[Saved data entries]
Content starts

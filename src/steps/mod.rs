//! Step catalog.
//!
//! A [`Step`] is a validated operation. Factory steps expand one upstream
//! item through [`Step::expand`]; stream-transform steps rewrap the whole
//! upstream sequence through [`Step::transform`]. Either way nothing touches
//! the backend until the returned iterator is pulled.

use std::iter;

use serde_json::Value;

use crate::{
    diagnostics::invariant_violation,
    errors::{ErrorCode, KvGraphError, Result},
    grammar::{OpName, ResultType, StepShape},
    graph::{
        RecordStore,
        keys::{Adjacent, Direction, ElementKind},
    },
};

mod args;
mod filter;
mod mutation;
mod navigation;
mod root;
mod terminal;

pub use filter::scalar_eq;

#[derive(Clone, Debug, PartialEq)]
pub enum Traverser {
    Graph,
    Vertex(String),
    Edge(String),
    Value(Value),
}

impl Traverser {
    pub fn element(&self) -> Option<(ElementKind, &str)> {
        match self {
            Traverser::Vertex(id) => Some((ElementKind::Vertex, id)),
            Traverser::Edge(id) => Some((ElementKind::Edge, id)),
            Traverser::Graph | Traverser::Value(_) => None,
        }
    }

    pub fn into_value(self) -> Value {
        match self {
            Traverser::Graph => Value::Null,
            Traverser::Vertex(id) | Traverser::Edge(id) => Value::String(id),
            Traverser::Value(value) => value,
        }
    }

    fn kind_name(&self) -> &'static str {
        match self {
            Traverser::Graph => "graph",
            Traverser::Vertex(_) => "vertex",
            Traverser::Edge(_) => "edge",
            Traverser::Value(_) => "value",
        }
    }
}

pub type Traversers = Box<dyn Iterator<Item = Result<Traverser>> + Send>;

#[derive(Clone, Debug, PartialEq, Eq)]
pub enum IdSelector {
    All,
    One(String),
    Many(Vec<String>),
}

#[derive(Clone, Debug, PartialEq, Eq)]
pub enum EdgeEnd {
    /// The `to` endpoint (stored as `outgoing`).
    Out,
    /// The `from` endpoint (stored as `incoming`).
    In,
    Both,
    Other(Option<String>),
}

#[derive(Clone, Debug, PartialEq)]
pub enum Step {
    Root,
    Vertices(IdSelector),
    Edges(IdSelector),
    AddVertex { label: String },
    AddEdge { label: String, from: String, to: String },
    DropGraph,
    /// Produced by the optimizer only.
    VerticesWithLabel { label: String },
    Adjacent { direction: Direction, adjacent: Adjacent, labels: Vec<String> },
    BothEdges { labels: Vec<String> },
    EdgeVertex(EdgeEnd),
    Has { key: String, value: Value },
    Property { key: String, value: Value },
    Drop,
    Id,
    Label,
    Properties { keys: Vec<String> },
    ValueMap { keys: Vec<String> },
    Limit(usize),
    Count,
}

impl Step {
    /// Validates `args` for `name` called on a `state` step. Every argument
    /// error surfaces here, before the traversal reads anything.
    pub fn from_call(name: OpName, state: ResultType, call_args: &[Value]) -> Result<Self> {
        let op = name.as_str();
        let step = match name {
            OpName::V => Step::Vertices(args::ids(op, call_args)?),
            OpName::E => Step::Edges(args::ids(op, call_args)?),
            OpName::AddV => {
                args::arity(op, call_args, 1)?;
                Step::AddVertex {
                    label: args::label(op, call_args.first())?,
                }
            }
            OpName::AddE => {
                args::arity(op, call_args, 3)?;
                Step::AddEdge {
                    label: args::label(op, call_args.first())?,
                    from: args::endpoint(op, call_args.get(1))?,
                    to: args::endpoint(op, call_args.get(2))?,
                }
            }
            OpName::Drop => {
                args::arity(op, call_args, 0)?;
                if state == ResultType::Graph {
                    Step::DropGraph
                } else {
                    Step::Drop
                }
            }
            OpName::Out | OpName::In | OpName::OutE | OpName::InE => {
                let (direction, adjacent) = match name {
                    OpName::Out => (Direction::Out, Adjacent::Vertices),
                    OpName::In => (Direction::In, Adjacent::Vertices),
                    OpName::OutE => (Direction::Out, Adjacent::Edges),
                    _ => (Direction::In, Adjacent::Edges),
                };
                Step::Adjacent {
                    direction,
                    adjacent,
                    labels: args::names(op, call_args)?,
                }
            }
            OpName::BothE => Step::BothEdges {
                labels: args::names(op, call_args)?,
            },
            OpName::OutV | OpName::InV | OpName::BothV => {
                args::arity(op, call_args, 0)?;
                Step::EdgeVertex(match name {
                    OpName::OutV => EdgeEnd::Out,
                    OpName::InV => EdgeEnd::In,
                    _ => EdgeEnd::Both,
                })
            }
            OpName::OtherV => {
                args::arity(op, call_args, 1)?;
                Step::EdgeVertex(EdgeEnd::Other(args::optional_id(op, call_args.first())?))
            }
            OpName::Has => {
                args::arity(op, call_args, 2)?;
                Step::Has {
                    key: args::has_key(op, call_args.first())?,
                    value: args::scalar(op, call_args.get(1))?,
                }
            }
            OpName::Property => {
                args::arity(op, call_args, 2)?;
                Step::Property {
                    key: args::property_key(op, call_args.first())?,
                    value: args::required(op, call_args.get(1), "value")?.clone(),
                }
            }
            OpName::Id => {
                args::arity(op, call_args, 0)?;
                Step::Id
            }
            OpName::Label => {
                args::arity(op, call_args, 0)?;
                Step::Label
            }
            OpName::Properties => Step::Properties {
                keys: args::names(op, call_args)?,
            },
            OpName::ValueMap => Step::ValueMap {
                keys: args::names(op, call_args)?,
            },
            OpName::Limit => {
                args::arity(op, call_args, 1)?;
                Step::Limit(args::limit(op, call_args.first())?)
            }
            OpName::Count => {
                args::arity(op, call_args, 0)?;
                Step::Count
            }
        };
        Ok(step)
    }

    pub fn shape(&self) -> StepShape {
        match self {
            Step::Root
            | Step::Vertices(_)
            | Step::Edges(_)
            | Step::AddVertex { .. }
            | Step::AddEdge { .. }
            | Step::VerticesWithLabel { .. }
            | Step::Adjacent { .. }
            | Step::BothEdges { .. }
            | Step::EdgeVertex(_) => StepShape::Factory,
            Step::DropGraph
            | Step::Has { .. }
            | Step::Property { .. }
            | Step::Drop
            | Step::Id
            | Step::Label
            | Step::Properties { .. }
            | Step::ValueMap { .. }
            | Step::Limit(_)
            | Step::Count => StepShape::StreamTransform,
        }
    }

    pub fn expand(&self, records: &RecordStore, parent: Traverser) -> Traversers {
        match self {
            Step::Root => one(Traverser::Graph),
            Step::Vertices(ids) => root::vertices(records, parent, ids),
            Step::Edges(ids) => root::edges(records, parent, ids),
            Step::AddVertex { label } => root::add_vertex(records, parent, label),
            Step::AddEdge { label, from, to } => root::add_edge(records, parent, label, from, to),
            Step::VerticesWithLabel { label } => root::vertices_with_label(records, parent, label),
            Step::Adjacent {
                direction,
                adjacent,
                labels,
            } => navigation::adjacent(records, parent, *direction, *adjacent, labels),
            Step::BothEdges { labels } => navigation::both_edges(records, parent, labels),
            Step::EdgeVertex(end) => navigation::edge_vertex(records, parent, end),
            _ => failed(invariant_violation(
                ErrorCode::InvariantTraverserMismatch,
                format!("{self:?} is not a factory step"),
            )),
        }
    }

    pub fn transform(&self, records: &RecordStore, upstream: Traversers) -> Traversers {
        match self {
            Step::DropGraph => root::drop_graph(records, upstream),
            Step::Has { key, value } => filter::has(records, upstream, key, value),
            Step::Limit(n) => filter::limit(upstream, *n),
            Step::Property { key, value } => mutation::property(records, upstream, key, value),
            Step::Drop => mutation::drop(records, upstream),
            Step::Id => terminal::id(upstream),
            Step::Label => terminal::label(records, upstream),
            Step::Properties { keys } => terminal::properties(records, upstream, keys),
            Step::ValueMap { keys } => terminal::value_map(records, upstream, keys),
            Step::Count => terminal::count(upstream),
            _ => failed(invariant_violation(
                ErrorCode::InvariantTraverserMismatch,
                format!("{self:?} is not a stream-transform step"),
            )),
        }
    }
}

pub struct Deferred<F> {
    init: Option<F>,
    inner: Option<Traversers>,
}

impl<F> Iterator for Deferred<F>
where
    F: FnOnce() -> Result<Traversers>,
{
    type Item = Result<Traverser>;

    fn next(&mut self) -> Option<Self::Item> {
        if let Some(init) = self.init.take() {
            match init() {
                Ok(inner) => self.inner = Some(inner),
                Err(err) => return Some(Err(err)),
            }
        }
        self.inner.as_mut()?.next()
    }
}

pub fn deferred<F>(init: F) -> Traversers
where
    F: FnOnce() -> Result<Traversers> + Send + 'static,
{
    Box::new(Deferred {
        init: Some(init),
        inner: None,
    })
}

pub(crate) fn one(traverser: Traverser) -> Traversers {
    Box::new(iter::once(Ok(traverser)))
}

pub(crate) fn none() -> Traversers {
    Box::new(iter::empty())
}

pub(crate) fn failed(err: KvGraphError) -> Traversers {
    Box::new(iter::once(Err(err)))
}

pub(crate) fn ids_as<F>(ids: Vec<String>, wrap: F) -> Traversers
where
    F: Fn(String) -> Traverser + Send + 'static,
{
    Box::new(ids.into_iter().map(move |id| Ok(wrap(id))))
}

/// The element an upstream item refers to, or an invariant error when the
/// grammar let something else through.
pub(crate) fn element_of<'a>(traverser: &'a Traverser, op: &str) -> Result<(ElementKind, &'a str)> {
    traverser.element().ok_or_else(|| {
        invariant_violation(
            ErrorCode::InvariantTraverserMismatch,
            format!("{op}() expects a vertex or edge, got {}", traverser.kind_name()),
        )
    })
}

pub(crate) fn mismatch(op: &str, expected: &str, got: &Traverser) -> KvGraphError {
    invariant_violation(
        ErrorCode::InvariantTraverserMismatch,
        format!("{op}() expects a {expected}, got {}", got.kind_name()),
    )
}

Content ends

→ Try it: Go through the entries above and tally each line that has the word "BothEdges"; reply with the tally and nothing else.

→ Result below: 4